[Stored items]
- - -
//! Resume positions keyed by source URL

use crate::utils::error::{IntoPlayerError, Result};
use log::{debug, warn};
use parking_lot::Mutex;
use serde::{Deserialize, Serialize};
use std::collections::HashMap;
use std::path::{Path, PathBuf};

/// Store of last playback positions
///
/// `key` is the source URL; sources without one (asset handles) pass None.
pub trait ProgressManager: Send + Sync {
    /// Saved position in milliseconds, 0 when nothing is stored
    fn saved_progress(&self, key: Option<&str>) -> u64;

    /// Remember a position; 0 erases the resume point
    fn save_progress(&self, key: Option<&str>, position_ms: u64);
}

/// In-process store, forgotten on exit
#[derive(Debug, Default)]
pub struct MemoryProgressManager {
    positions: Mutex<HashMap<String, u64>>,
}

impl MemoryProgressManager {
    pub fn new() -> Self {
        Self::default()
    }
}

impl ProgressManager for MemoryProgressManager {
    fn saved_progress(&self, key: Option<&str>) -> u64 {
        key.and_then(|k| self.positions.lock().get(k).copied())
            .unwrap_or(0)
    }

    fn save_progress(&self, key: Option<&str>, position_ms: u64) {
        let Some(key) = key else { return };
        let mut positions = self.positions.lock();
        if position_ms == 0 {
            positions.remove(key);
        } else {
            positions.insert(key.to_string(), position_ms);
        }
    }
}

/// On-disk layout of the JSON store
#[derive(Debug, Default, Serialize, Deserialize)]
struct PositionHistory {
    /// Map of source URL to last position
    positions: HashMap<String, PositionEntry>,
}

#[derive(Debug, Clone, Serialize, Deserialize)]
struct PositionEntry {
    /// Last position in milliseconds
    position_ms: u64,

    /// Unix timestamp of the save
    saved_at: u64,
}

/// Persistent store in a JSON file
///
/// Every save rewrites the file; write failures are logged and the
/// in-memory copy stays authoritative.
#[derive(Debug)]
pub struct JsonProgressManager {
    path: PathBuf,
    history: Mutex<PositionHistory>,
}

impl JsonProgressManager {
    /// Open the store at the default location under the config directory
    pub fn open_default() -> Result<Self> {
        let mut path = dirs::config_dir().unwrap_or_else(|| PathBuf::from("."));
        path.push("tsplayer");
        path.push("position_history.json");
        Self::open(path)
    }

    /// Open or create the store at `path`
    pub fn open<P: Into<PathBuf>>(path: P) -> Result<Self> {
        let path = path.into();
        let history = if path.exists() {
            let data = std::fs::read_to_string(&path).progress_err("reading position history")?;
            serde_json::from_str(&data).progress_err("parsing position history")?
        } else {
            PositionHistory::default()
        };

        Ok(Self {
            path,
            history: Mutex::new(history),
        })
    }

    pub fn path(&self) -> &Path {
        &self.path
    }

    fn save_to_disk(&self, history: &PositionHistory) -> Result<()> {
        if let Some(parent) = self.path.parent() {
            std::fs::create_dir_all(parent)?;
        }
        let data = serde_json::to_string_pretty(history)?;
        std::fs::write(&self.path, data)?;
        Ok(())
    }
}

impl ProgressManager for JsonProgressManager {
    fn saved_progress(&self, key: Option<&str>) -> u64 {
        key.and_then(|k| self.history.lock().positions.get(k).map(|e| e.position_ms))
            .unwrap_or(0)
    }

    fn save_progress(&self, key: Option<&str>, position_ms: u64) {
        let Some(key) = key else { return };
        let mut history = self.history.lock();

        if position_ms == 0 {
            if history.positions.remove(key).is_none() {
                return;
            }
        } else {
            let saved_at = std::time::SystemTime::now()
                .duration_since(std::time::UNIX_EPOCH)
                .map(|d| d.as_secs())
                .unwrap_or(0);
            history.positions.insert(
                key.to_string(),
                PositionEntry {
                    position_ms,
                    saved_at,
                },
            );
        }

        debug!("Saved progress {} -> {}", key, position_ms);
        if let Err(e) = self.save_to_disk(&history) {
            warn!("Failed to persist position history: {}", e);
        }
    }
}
- - -
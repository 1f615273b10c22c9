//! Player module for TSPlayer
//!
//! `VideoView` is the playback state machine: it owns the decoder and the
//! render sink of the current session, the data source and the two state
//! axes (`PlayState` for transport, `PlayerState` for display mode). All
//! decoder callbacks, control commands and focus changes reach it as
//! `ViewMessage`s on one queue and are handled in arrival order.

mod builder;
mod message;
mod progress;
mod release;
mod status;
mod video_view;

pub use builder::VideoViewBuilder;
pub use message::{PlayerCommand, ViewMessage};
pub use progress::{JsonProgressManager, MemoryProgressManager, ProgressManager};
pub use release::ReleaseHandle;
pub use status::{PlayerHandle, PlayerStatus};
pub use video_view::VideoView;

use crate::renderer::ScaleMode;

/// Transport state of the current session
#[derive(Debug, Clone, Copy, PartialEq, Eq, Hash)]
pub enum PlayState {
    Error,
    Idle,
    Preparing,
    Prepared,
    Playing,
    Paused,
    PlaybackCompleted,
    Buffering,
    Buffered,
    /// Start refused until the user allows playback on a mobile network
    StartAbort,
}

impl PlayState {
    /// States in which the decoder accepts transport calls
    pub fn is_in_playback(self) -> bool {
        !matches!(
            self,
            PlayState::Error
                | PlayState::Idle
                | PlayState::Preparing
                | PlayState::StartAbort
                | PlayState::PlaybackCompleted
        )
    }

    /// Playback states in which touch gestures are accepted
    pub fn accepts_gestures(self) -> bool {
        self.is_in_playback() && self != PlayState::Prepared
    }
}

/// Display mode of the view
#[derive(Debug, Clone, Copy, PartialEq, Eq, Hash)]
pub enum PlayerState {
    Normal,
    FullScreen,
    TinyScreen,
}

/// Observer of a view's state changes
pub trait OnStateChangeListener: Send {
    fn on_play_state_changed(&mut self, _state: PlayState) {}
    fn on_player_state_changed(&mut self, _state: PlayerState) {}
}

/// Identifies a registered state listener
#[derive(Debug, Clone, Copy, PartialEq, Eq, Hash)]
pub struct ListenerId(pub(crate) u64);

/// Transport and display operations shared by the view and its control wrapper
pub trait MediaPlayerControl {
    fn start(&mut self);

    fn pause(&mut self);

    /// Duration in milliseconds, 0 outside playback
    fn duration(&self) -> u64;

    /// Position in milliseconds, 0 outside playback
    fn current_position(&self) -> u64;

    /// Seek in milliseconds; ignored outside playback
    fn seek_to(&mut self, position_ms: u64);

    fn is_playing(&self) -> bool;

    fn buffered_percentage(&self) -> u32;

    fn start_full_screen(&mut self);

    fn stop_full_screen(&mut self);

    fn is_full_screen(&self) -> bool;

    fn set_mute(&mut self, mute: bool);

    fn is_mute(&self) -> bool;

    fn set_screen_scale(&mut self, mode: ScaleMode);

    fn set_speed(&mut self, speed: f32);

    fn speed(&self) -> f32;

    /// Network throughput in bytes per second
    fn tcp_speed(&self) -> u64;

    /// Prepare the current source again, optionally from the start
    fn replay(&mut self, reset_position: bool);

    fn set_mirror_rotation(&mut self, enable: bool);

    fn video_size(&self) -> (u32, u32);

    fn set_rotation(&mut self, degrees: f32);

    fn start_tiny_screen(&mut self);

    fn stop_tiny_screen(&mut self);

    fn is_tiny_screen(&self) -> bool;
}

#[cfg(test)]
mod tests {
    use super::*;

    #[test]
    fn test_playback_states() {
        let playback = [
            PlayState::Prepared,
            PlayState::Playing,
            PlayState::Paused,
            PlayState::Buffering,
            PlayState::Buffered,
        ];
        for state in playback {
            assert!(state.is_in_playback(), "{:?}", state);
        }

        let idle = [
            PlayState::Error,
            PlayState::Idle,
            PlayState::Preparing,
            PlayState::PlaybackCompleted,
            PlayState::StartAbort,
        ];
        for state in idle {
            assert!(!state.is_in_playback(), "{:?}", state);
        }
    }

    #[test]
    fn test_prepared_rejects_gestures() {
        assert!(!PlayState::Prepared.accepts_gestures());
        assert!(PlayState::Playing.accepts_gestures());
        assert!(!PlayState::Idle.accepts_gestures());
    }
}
- - -
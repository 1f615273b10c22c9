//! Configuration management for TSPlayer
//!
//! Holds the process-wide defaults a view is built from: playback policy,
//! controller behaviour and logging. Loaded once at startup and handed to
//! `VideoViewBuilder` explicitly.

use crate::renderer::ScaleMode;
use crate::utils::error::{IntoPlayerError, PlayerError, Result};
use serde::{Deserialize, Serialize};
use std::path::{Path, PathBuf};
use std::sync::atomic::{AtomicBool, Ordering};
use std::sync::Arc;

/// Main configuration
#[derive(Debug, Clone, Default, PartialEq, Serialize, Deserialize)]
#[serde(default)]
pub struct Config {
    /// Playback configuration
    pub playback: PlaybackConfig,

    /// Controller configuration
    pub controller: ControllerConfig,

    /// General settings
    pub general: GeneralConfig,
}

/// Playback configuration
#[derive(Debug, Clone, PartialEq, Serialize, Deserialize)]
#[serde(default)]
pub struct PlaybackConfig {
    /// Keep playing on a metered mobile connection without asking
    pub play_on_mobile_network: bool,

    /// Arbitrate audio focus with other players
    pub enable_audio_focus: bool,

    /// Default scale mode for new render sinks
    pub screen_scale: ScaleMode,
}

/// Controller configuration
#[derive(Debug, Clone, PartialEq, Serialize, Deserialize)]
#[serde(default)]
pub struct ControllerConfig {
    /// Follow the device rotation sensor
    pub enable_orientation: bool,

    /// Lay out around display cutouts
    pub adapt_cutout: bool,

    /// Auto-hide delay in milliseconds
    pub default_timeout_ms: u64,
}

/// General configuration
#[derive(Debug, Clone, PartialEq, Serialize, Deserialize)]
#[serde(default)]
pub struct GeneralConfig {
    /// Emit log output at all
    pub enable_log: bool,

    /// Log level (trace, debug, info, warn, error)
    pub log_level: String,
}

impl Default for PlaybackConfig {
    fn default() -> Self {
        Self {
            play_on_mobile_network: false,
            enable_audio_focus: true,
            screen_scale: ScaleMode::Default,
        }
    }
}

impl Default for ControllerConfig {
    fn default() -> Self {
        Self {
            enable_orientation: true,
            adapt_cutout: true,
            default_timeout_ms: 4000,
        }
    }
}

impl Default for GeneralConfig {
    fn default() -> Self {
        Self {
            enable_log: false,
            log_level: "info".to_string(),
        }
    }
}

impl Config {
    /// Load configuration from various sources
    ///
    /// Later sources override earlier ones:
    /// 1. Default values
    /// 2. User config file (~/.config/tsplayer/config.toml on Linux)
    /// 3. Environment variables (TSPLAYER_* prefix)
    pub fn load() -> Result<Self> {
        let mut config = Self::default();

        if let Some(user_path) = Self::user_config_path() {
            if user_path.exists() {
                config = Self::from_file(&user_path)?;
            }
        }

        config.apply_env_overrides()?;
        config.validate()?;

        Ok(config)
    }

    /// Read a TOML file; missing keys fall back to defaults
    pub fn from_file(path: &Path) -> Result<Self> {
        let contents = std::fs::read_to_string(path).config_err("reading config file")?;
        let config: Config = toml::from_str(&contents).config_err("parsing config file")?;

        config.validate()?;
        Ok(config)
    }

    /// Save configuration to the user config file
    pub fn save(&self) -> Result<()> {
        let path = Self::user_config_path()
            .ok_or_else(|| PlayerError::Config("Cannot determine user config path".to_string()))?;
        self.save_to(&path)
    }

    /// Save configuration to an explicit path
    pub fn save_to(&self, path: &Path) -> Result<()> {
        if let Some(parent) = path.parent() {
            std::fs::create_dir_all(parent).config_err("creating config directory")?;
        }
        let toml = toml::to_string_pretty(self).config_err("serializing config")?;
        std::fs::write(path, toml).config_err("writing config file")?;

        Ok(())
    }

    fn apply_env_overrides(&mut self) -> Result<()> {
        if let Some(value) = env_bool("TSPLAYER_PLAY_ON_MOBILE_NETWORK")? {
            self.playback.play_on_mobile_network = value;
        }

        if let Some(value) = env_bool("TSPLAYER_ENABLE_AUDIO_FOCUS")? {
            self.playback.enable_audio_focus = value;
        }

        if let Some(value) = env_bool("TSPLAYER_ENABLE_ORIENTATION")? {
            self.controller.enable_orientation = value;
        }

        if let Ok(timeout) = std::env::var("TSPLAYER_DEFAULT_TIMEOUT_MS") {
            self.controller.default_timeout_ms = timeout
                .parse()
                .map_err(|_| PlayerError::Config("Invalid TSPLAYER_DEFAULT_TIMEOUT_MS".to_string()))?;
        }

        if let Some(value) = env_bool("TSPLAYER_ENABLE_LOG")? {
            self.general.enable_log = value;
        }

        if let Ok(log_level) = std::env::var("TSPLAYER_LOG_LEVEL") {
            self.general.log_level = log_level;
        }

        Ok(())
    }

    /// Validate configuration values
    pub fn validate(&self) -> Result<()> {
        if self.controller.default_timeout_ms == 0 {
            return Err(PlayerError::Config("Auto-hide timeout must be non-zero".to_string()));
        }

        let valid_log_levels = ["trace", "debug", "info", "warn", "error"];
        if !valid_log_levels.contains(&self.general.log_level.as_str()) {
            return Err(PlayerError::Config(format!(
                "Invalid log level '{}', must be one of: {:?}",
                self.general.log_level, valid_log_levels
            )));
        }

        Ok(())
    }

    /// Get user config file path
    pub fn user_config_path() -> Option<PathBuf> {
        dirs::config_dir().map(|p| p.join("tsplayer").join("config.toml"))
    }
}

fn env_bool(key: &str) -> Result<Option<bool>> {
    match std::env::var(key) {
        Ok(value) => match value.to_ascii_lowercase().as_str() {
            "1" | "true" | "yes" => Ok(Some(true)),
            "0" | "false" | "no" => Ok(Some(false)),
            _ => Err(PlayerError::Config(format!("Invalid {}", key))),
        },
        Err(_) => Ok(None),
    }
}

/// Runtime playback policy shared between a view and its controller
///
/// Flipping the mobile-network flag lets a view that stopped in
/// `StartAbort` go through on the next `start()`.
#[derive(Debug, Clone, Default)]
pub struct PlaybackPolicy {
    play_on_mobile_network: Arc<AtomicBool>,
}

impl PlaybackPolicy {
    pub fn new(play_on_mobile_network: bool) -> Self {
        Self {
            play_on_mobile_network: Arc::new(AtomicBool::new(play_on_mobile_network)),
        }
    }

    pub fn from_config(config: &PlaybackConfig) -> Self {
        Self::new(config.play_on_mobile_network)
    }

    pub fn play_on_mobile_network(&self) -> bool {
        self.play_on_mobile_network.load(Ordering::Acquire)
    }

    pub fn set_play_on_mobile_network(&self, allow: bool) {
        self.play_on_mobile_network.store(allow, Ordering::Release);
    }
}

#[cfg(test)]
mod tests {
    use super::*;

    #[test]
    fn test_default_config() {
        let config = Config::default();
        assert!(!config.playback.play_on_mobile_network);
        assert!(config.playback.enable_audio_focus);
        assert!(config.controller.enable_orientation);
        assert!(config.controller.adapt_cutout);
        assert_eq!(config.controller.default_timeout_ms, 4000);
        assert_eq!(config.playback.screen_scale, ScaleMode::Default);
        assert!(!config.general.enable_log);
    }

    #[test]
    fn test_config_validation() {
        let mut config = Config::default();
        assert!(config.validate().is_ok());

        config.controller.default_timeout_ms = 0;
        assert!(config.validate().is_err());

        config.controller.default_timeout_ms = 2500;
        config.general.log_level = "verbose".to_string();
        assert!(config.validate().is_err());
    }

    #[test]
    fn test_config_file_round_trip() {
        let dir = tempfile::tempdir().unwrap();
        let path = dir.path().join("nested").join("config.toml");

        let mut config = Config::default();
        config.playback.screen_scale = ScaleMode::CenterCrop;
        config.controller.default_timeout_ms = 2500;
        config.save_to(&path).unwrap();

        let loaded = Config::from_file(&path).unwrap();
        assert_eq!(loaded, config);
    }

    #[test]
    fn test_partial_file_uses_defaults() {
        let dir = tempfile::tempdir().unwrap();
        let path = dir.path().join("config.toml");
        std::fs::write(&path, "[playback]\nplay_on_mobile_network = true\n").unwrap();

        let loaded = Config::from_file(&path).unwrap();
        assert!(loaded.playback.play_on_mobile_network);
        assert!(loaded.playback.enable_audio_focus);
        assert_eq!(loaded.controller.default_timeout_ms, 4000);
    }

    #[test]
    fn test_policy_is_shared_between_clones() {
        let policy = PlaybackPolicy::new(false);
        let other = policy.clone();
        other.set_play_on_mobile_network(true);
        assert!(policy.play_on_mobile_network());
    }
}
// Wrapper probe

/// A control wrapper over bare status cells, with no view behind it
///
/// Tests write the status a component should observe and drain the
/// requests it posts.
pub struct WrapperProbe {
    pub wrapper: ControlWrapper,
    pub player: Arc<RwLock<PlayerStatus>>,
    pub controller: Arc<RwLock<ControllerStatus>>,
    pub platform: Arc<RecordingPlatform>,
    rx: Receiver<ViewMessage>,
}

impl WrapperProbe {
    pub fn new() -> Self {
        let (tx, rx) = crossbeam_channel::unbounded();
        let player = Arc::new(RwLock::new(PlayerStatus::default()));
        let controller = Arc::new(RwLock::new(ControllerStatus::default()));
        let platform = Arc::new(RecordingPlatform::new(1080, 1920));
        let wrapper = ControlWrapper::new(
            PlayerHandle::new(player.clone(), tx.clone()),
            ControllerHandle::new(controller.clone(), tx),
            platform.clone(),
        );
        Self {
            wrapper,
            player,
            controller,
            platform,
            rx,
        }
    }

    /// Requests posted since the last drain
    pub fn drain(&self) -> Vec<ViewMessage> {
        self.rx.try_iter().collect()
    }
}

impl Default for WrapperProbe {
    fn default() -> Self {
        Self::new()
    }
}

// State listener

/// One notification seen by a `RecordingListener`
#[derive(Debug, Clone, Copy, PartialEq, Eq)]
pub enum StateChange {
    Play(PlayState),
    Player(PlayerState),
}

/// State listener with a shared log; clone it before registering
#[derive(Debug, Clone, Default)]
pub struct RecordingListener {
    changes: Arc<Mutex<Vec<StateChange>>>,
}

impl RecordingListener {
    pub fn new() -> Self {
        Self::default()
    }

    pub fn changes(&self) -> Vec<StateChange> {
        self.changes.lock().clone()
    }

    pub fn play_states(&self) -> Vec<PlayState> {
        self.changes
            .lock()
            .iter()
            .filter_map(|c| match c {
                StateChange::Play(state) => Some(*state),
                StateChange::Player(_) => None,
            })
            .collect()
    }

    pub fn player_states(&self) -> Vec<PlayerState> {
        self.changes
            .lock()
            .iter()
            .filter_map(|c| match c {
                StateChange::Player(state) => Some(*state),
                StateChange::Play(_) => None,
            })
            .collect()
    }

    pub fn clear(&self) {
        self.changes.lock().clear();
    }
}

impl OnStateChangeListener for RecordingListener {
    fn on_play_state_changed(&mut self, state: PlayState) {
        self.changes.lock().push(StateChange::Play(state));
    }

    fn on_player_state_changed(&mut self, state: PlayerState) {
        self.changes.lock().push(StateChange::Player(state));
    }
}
- - -
Exercise directions ::
From the data above, pick out each line containing "Result" and copy it.

Answer area ::
use crate::utils::error::{IntoPlayerError, Result};
    pub fn open_default() -> Result<Self> {
    pub fn open<P: Into<PathBuf>>(path: P) -> Result<Self> {
    fn save_to_disk(&self, history: &PositionHistory) -> Result<()> {
use crate::utils::error::{IntoPlayerError, PlayerError, Result};
    pub fn load() -> Result<Self> {
    pub fn from_file(path: &Path) -> Result<Self> {
    pub fn save(&self) -> Result<()> {
    pub fn save_to(&self, path: &Path) -> Result<()> {
    fn apply_env_overrides(&mut self) -> Result<()> {
    pub fn validate(&self) -> Result<()> {
fn env_bool(key: &str) -> Result<Option<bool>> {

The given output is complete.